Task details: Return only those lines of the listing that hold the word "token".

-- Source data follows --

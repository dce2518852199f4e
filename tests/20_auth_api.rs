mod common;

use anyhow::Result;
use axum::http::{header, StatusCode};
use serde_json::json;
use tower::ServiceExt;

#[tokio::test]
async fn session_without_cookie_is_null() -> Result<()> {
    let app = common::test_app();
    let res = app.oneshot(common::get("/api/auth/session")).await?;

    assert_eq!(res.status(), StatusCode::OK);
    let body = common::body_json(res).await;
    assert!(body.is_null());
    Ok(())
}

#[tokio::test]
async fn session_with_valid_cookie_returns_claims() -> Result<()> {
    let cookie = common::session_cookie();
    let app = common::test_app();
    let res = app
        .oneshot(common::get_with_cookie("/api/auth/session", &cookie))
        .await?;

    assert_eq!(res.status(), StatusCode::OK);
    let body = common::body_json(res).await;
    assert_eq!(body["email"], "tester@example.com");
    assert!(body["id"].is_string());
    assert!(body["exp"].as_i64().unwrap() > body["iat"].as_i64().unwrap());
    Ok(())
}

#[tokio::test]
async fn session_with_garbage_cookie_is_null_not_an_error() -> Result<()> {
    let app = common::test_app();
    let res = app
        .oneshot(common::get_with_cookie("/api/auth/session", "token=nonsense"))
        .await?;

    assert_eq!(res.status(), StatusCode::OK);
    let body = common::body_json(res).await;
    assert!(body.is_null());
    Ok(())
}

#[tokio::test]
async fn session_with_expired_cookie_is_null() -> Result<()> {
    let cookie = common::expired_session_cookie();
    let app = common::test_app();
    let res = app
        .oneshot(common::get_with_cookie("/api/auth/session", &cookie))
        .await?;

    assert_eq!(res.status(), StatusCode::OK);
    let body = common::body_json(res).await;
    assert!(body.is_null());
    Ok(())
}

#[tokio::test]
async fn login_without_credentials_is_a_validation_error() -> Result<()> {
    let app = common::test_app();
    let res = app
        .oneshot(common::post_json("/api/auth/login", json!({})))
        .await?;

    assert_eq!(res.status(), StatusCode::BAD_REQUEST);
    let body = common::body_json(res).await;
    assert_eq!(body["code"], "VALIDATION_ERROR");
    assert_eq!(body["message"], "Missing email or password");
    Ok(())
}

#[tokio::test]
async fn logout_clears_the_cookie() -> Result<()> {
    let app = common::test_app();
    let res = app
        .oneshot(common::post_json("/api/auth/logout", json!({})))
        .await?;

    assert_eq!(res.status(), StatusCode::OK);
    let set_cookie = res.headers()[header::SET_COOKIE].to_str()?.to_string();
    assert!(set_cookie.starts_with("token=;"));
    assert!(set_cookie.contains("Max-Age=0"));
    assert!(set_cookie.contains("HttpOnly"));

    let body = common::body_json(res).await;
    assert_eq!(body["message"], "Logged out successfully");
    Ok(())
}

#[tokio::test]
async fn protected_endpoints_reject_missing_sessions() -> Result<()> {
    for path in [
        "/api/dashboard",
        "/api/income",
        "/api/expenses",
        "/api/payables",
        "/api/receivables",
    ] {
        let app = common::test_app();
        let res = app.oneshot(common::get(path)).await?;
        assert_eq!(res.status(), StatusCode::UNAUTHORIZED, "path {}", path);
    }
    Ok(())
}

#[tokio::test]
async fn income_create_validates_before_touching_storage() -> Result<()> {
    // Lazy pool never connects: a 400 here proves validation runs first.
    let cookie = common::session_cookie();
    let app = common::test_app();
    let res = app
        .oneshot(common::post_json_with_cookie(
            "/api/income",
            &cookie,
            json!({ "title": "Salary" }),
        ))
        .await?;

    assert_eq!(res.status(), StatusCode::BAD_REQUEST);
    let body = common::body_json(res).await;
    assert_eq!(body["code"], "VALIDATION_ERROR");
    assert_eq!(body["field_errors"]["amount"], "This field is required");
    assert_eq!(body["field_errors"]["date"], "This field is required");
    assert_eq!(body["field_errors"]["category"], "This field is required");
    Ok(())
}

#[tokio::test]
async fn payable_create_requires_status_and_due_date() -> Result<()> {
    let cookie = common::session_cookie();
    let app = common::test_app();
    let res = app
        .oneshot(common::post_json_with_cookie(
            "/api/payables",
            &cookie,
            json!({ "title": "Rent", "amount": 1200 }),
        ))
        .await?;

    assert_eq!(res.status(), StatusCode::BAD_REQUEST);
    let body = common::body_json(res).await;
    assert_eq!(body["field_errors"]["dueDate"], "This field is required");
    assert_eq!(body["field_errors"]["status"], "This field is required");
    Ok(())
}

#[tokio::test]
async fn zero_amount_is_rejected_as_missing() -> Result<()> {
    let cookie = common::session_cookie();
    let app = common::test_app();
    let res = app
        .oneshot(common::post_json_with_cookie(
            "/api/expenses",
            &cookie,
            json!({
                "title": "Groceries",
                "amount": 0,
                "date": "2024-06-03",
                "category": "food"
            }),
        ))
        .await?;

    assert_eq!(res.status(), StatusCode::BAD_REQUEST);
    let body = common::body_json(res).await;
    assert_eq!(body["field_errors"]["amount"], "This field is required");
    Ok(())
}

-- Source data concluded --

Answer area:
        .oneshot(common::get_with_cookie("/api/auth/session", "token=nonsense"))
    assert!(set_cookie.starts_with("token=;"));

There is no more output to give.